Collected data entries:

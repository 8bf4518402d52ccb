use std::{
    fs,
    path::{
        Path,
        PathBuf,
    },
};

use crate::core::{
    Closet,
    TansuError,
    BOX_COUNT,
};

const APP_NAME: &str = "tansu";

/// Default file name for the closet document.
pub const DEFAULT_DOCUMENT_NAME: &str = "clothes.json";

pub fn get_app_data_dir() -> PathBuf {
    if let Some(data_dir) = dirs::data_local_dir() {
        let app_dir = data_dir.join(APP_NAME);
        let _ = fs::create_dir_all(&app_dir);
        app_dir
    } else {
        PathBuf::from(".")
    }
}

pub fn default_document_path() -> PathBuf {
    get_app_data_dir().join(DEFAULT_DOCUMENT_NAME)
}

/// Read and validate the whole closet document.
pub fn read_closet(path: &Path) -> Result<Closet, TansuError> {
    let json = fs::read_to_string(path)?;
    let closet: Closet = serde_json::from_str(&json)?;
    if closet.boxes.len() != BOX_COUNT {
        return Err(TansuError::Malformed(format!(
            "expected {} boxes, found {}",
            BOX_COUNT,
            closet.boxes.len()
        )));
    }
    Ok(closet)
}

/// Overwrite the closet document. The JSON is written to a sibling temp file
/// first and renamed into place, so a crash mid-write cannot leave a
/// truncated document behind.
pub fn write_closet(path: &Path, closet: &Closet) -> Result<(), TansuError> {
    if let Some(parent) = path.parent() {
        if !parent.as_os_str().is_empty() {
            fs::create_dir_all(parent)?;
        }
    }

    let json = serde_json::to_string_pretty(closet)?;
    let tmp_path = path.with_extension("json.tmp");
    fs::write(&tmp_path, json)?;
    fs::rename(&tmp_path, path)?;
    log::debug!("Closet saved to: {}", path.display());
    Ok(())
}
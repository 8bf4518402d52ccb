use thiserror::Error;

#[derive(Error, Debug)]
pub enum TansuError {
    #[error("I/O error: {0}")]
    Io(Box<std::io::Error>),

    #[error("JSON error: {0}")]
    Json(#[from] serde_json::Error),

    #[error("closet document is malformed: {0}")]
    Malformed(String),

    #[error("box number {0} is out of range (valid: 1-7)")]
    BoxOutOfRange(usize),

    #[error("box {box_number} is full ({capacity} items)")]
    BoxFull { box_number: usize, capacity: usize },

    #[error("a cloth named '{0}' already exists")]
    DuplicateName(String),

    #[error("category index {0} is out of range (valid: 0-6)")]
    UnknownCategoryIndex(usize),

    #[error("unknown category: {0}")]
    UnknownCategory(String),

    #[error("TansuError: {0}")]
    Custom(String),
}

impl From<std::io::Error> for TansuError {
    fn from(error: std::io::Error) -> Self {
        TansuError::Io(Box::new(error))
    }
}
use std::collections::HashMap;

use chrono::{
    Datelike,
    Duration,
    NaiveDate,
};

use crate::core::{
    Category,
    Closet,
    Cloth,
};

/// Monday through Sunday of the week containing `today`, both ends inclusive.
pub fn week_range(today: NaiveDate) -> (NaiveDate, NaiveDate) {
    let monday = today - Duration::days(today.weekday().num_days_from_monday() as i64);
    (monday, monday + Duration::days(6))
}

fn worn_in_range(cloth: &Cloth, start: NaiveDate, end: NaiveDate) -> bool {
    cloth.count > 0 && matches!(cloth.last_wear_date, Some(d) if start <= d && d <= end)
}

/// Total wear counts per category for items last worn in `today`'s week.
pub fn wear_counts_by_category(closet: &Closet, today: NaiveDate) -> HashMap<Category, u32> {
    let (start, end) = week_range(today);
    let mut counts = HashMap::new();
    for (_, cloth) in closet.iter_cloths() {
        if worn_in_range(cloth, start, end) {
            *counts.entry(cloth.category).or_insert(0) += cloth.count;
        }
    }
    counts
}

/// Wear counts per item name for items last worn in `today`'s week. Names are
/// unique, so each entry is just that item's count.
pub fn wear_counts_by_name(closet: &Closet, today: NaiveDate) -> HashMap<String, u32> {
    let (start, end) = week_range(today);
    let mut counts = HashMap::new();
    for (_, cloth) in closet.iter_cloths() {
        if worn_in_range(cloth, start, end) {
            counts.insert(cloth.name.clone(), cloth.count);
        }
    }
    counts
}
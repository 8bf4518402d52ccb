pub mod closet;
pub mod core;
pub mod persistence;

pub use closet::{ ClosetStore, ClothMatch };
pub use self::core::{ Category, Closet, Cloth, StorageBox, TansuError, BOX_COUNT };
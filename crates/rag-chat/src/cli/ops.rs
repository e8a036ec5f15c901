//! One-shot subcommands.
use anyhow::{Context, Result};
use rag_chat_core::api::StoredMessage;
use rag_chat_core::client::ChatClient;
use rag_chat_core::handlers::{Notice, on_save};
use rag_chat_core::render::render_sources;

use crate::cli::ux::{ChatMessageType, format_sources, style_chat_text};

pub async fn config(client: &ChatClient, api_base: Option<&str>) -> Result<()> {
    if let Some(base) = api_base {
        match on_save(client, base).await {
            Notice::Info(text) => println!("{text}"),
            Notice::Error(text) => anyhow::bail!(text),
        }
        return Ok(());
    }

    let context = client.context().await;
    println!("API base: {}", context.api_base);
    println!(
        "Session:  {}",
        context.session_id.as_deref().unwrap_or("(none)")
    );
    println!("k:        {}", client.settings().k);
    Ok(())
}

pub async fn health(client: &ChatClient) -> Result<()> {
    let health = client.health().await.context("Health check failed")?;
    println!("{}", health.status);
    Ok(())
}

pub async fn sessions(client: &ChatClient, limit: u32) -> Result<()> {
    let sessions = client
        .sessions(limit)
        .await
        .context("Failed to list sessions")?;
    if sessions.is_empty() {
        println!("No sessions.");
    }
    for session in sessions {
        println!("{}  {}", session.created_at, session.session_id);
    }
    Ok(())
}

pub async fn history(client: &ChatClient, limit: u32) -> Result<()> {
    let messages = client
        .history(limit)
        .await
        .context("Failed to fetch session history")?;
    println!("{}", format_history(&messages));
    Ok(())
}

pub async fn reset(client: &ChatClient) -> Result<()> {
    match client.reset_session().await.context("Failed to reset session")? {
        Some(deleted) => println!("Session {deleted} deleted."),
        None => println!("No session to reset."),
    }
    Ok(())
}

pub async fn ingest(client: &ChatClient, path: &str, reset: bool) -> Result<()> {
    let summary = client
        .ingest(path, reset)
        .await
        .with_context(|| format!("Failed to ingest '{path}'"))?;
    println!(
        "Ingested {} chunks into '{}'.",
        summary.ingested_chunks, summary.collection
    );
    Ok(())
}

/// Formats backend-side messages, one block per message.
pub fn format_history(messages: &[StoredMessage]) -> String {
    if messages.is_empty() {
        return "No messages.".to_string();
    }
    messages
        .iter()
        .map(|m| {
            let mut block = format!(
                "{} {}",
                style_chat_text(&format!("{}:", m.role), ChatMessageType::Speaker),
                m.content
            );
            let links = render_sources(m.sources.as_deref().unwrap_or_default());
            if let Some(line) = format_sources(&links) {
                block.push('\n');
                block.push_str(&style_chat_text(&line, ChatMessageType::Sources).to_string());
            }
            block
        })
        .collect::<Vec<_>>()
        .join("\n\n")
}
//! Chat client: one turn at a time against the RAG backend.
use std::sync::{
    Arc, Mutex, MutexGuard,
    atomic::{AtomicBool, Ordering},
};

use tracing::{debug, instrument, warn};

use crate::{
    api::{
        ChatReply, ChatRequest, Health, IngestRequest, IngestSummary, RagApi, SessionSummary,
        StoredMessage,
    },
    config::{ClientContext, ConfigError, Settings, load_configuration, save_configuration},
    error::ClientError,
    message::{Conversation, PendingReply},
    render::{RenderedMessage, render_message},
    session::ensure_session,
    store::{Store, keys},
};

/// Where the current chat turn is. Terminal states fall back to `Idle` once
/// the input is released.
#[derive(Debug, Clone, Copy, PartialEq, Eq)]
pub enum TurnState {
    Idle,
    AwaitingSession,
    AwaitingReply,
    Resolved,
    Failed,
}

/// Result of [`ChatClient::send_message`].
#[derive(Debug, Clone, PartialEq, Eq)]
pub enum SendOutcome {
    /// Blank input; nothing happened.
    Ignored,
    /// Another turn is in flight; nothing happened.
    Busy,
    Replied(RenderedMessage),
    Failed(RenderedMessage),
}

/// Enabled flag of the host's input control.
#[derive(Debug)]
pub struct InputLatch {
    enabled: AtomicBool,
    focus_requested: AtomicBool,
}

impl Default for InputLatch {
    fn default() -> Self {
        Self {
            enabled: AtomicBool::new(true),
            focus_requested: AtomicBool::new(false),
        }
    }
}

impl InputLatch {
    pub fn is_enabled(&self) -> bool {
        self.enabled.load(Ordering::SeqCst)
    }

    /// Returns whether focus should go back to the input, clearing the request.
    pub fn take_focus_request(&self) -> bool {
        self.focus_requested.swap(false, Ordering::SeqCst)
    }

    fn try_disable(&self) -> Option<InputGuard<'_>> {
        self.enabled
            .compare_exchange(true, false, Ordering::SeqCst, Ordering::SeqCst)
            .ok()
            .map(|_| InputGuard { latch: self })
    }
}

/// Re-enables input and asks for focus when dropped, whatever the turn's outcome.
struct InputGuard<'a> {
    latch: &'a InputLatch,
}

impl Drop for InputGuard<'_> {
    fn drop(&mut self) {
        self.latch.enabled.store(true, Ordering::SeqCst);
        self.latch.focus_requested.store(true, Ordering::SeqCst);
    }
}

/// Owns the composing placeholder of the turn in flight.
///
/// Dropping it unsettled, e.g. when the send future is cancelled, fails the
/// placeholder so the next turn can start.
struct TurnGuard<'a> {
    client: &'a ChatClient,
    pending: Option<PendingReply>,
}

impl TurnGuard<'_> {
    fn settle(mut self, result: Result<ChatReply, ClientError>) -> Option<SendOutcome> {
        let pending = self.pending.take()?;
        let client = self.client;
        let mut conversation = lock(&client.conversation);
        match result {
            Ok(reply) => {
                let text = reply
                    .reply
                    .filter(|r| !r.is_empty())
                    .unwrap_or_else(|| client.settings.no_reply.clone());
                conversation.resolve(pending, text, reply.sources.unwrap_or_default());
                client.set_turn(TurnState::Resolved);
                conversation.last().map(render_message).map(SendOutcome::Replied)
            }
            Err(e) => {
                warn!(error = %e, "Chat turn failed");
                conversation.fail(pending, format!("Error: {e}"));
                client.set_turn(TurnState::Failed);
                conversation.last().map(render_message).map(SendOutcome::Failed)
            }
        }
    }
}

impl Drop for TurnGuard<'_> {
    fn drop(&mut self) {
        if let Some(pending) = self.pending.take() {
            warn!("Chat turn cancelled");
            lock(&self.client.conversation).fail(pending, "Error: request cancelled".to_string());
        }
        self.client.set_turn(TurnState::Idle);
    }
}

/// Client for a RAG chat backend.
pub struct ChatClient {
    api: Arc<dyn RagApi>,
    store: Arc<dyn Store>,
    settings: Settings,
    context: tokio::sync::Mutex<ClientContext>,
    conversation: Mutex<Conversation>,
    turn: Mutex<TurnState>,
    input: InputLatch,
}

fn lock<T>(mutex: &Mutex<T>) -> MutexGuard<'_, T> {
    mutex.lock().unwrap_or_else(|poisoned| poisoned.into_inner())
}

impl ChatClient {
    /// Creates a client seeded from `store`; the conversation starts with the greeting.
    pub fn new(api: Arc<dyn RagApi>, store: Arc<dyn Store>, settings: Settings) -> Self {
        let context = load_configuration(store.as_ref(), &settings);
        let conversation = Conversation::with_greeting(&settings.greeting);
        Self {
            api,
            store,
            settings,
            context: tokio::sync::Mutex::new(context),
            conversation: Mutex::new(conversation),
            turn: Mutex::new(TurnState::Idle),
            input: InputLatch::default(),
        }
    }

    pub fn settings(&self) -> &Settings {
        &self.settings
    }

    pub fn input(&self) -> &InputLatch {
        &self.input
    }

    pub fn turn_state(&self) -> TurnState {
        *lock(&self.turn)
    }

    fn set_turn(&self, state: TurnState) {
        debug!(?state, "Turn state");
        *lock(&self.turn) = state;
    }

    pub async fn context(&self) -> ClientContext {
        self.context.lock().await.clone()
    }

    /// Rendered view of every message, in order.
    pub fn messages(&self) -> Vec<RenderedMessage> {
        lock(&self.conversation)
            .messages()
            .iter()
            .map(render_message)
            .collect()
    }

    /// Saves a new API base; see [`save_configuration`].
    pub async fn save_api_base(&self, new_base: &str) -> Result<String, ConfigError> {
        let mut context = self.context.lock().await;
        save_configuration(self.store.as_ref(), &mut context, new_base)?;
        Ok(context.api_base.clone())
    }

    /// Returns the current session, creating one on the backend if none is held.
    pub async fn ensure_session(&self) -> Result<String, ClientError> {
        let mut context = self.context.lock().await;
        ensure_session(self.api.as_ref(), self.store.as_ref(), &mut context).await
    }

    /// Runs one chat turn.
    ///
    /// Blank text is ignored and a call made while another turn is in flight
    /// returns [`SendOutcome::Busy`]; neither touches the conversation.
    /// Otherwise the user message and a composing placeholder are appended
    /// and the placeholder ends up holding either the reply or an error.
    #[instrument(skip(self, text))]
    pub async fn send_message(&self, text: &str) -> SendOutcome {
        let text = text.trim();
        if text.is_empty() {
            return SendOutcome::Ignored;
        }
        let Some(_input) = self.input.try_disable() else {
            debug!("Send rejected, turn in flight");
            return SendOutcome::Busy;
        };

        let pending = {
            let mut conversation = lock(&self.conversation);
            match conversation.begin_turn(text, &self.settings.composing) {
                Some(pending) => pending,
                None => return SendOutcome::Busy,
            }
        };
        let turn = TurnGuard {
            client: self,
            pending: Some(pending),
        };

        let result = self.run_turn(text).await;
        turn.settle(result).unwrap_or(SendOutcome::Ignored)
    }

    async fn run_turn(&self, text: &str) -> Result<ChatReply, ClientError> {
        self.set_turn(TurnState::AwaitingSession);
        let (api_base, session_id) = {
            let mut context = self.context.lock().await;
            let session_id =
                ensure_session(self.api.as_ref(), self.store.as_ref(), &mut context).await?;
            (context.api_base.clone(), session_id)
        };

        self.set_turn(TurnState::AwaitingReply);
        let request = ChatRequest {
            session_id: &session_id,
            message: text,
            k: self.settings.k,
        };
        self.api.chat(&api_base, &request).await
    }

    /// Deletes the held session on the backend and forgets it locally.
    ///
    /// Returns the deleted id, or `None` when no session was held. On a
    /// backend failure the local session is kept.
    pub async fn reset_session(&self) -> Result<Option<String>, ClientError> {
        let mut context = self.context.lock().await;
        let Some(session_id) = context.session_id.clone() else {
            return Ok(None);
        };
        let deleted = self
            .api
            .delete_session(&context.api_base, &session_id)
            .await?;
        context.session_id = None;
        self.store.remove(keys::SESSION_ID)?;
        debug!(%deleted, "Session reset");
        Ok(Some(deleted))
    }

    /// Backend-side history of the held session.
    pub async fn history(&self, limit: u32) -> Result<Vec<StoredMessage>, ClientError> {
        let context = self.context().await;
        let session_id = context.session_id.ok_or(ClientError::NoSession)?;
        self.api
            .session_messages(&context.api_base, &session_id, limit)
            .await
    }

    pub async fn health(&self) -> Result<Health, ClientError> {
        let api_base = self.context().await.api_base;
        self.api.health(&api_base).await
    }

    pub async fn sessions(&self, limit: u32) -> Result<Vec<SessionSummary>, ClientError> {
        let api_base = self.context().await.api_base;
        self.api.list_sessions(&api_base, limit).await
    }

    pub async fn ingest(&self, path: &str, reset: bool) -> Result<IngestSummary, ClientError> {
        let api_base = self.context().await.api_base;
        self.api
            .ingest(&api_base, &IngestRequest { path, reset })
            .await
    }

    /// Clears the local conversation. Refused while a turn is in flight.
    pub fn clear_messages(&self) -> bool {
        lock(&self.conversation).clear()
    }
}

> EXERCISE: Give back the records above exactly, limited to the lines between the one holding "let mut conversation = lock(&client.conversation);" and the one holding "client.set_turn(TurnState::Resolved);", inclusive.

> WRITTEN ANSWER:
        let mut conversation = lock(&client.conversation);
        match result {
            Ok(reply) => {
                let text = reply
                    .reply
                    .filter(|r| !r.is_empty())
                    .unwrap_or_else(|| client.settings.no_reply.clone());
                conversation.resolve(pending, text, reply.sources.unwrap_or_default());
                client.set_turn(TurnState::Resolved);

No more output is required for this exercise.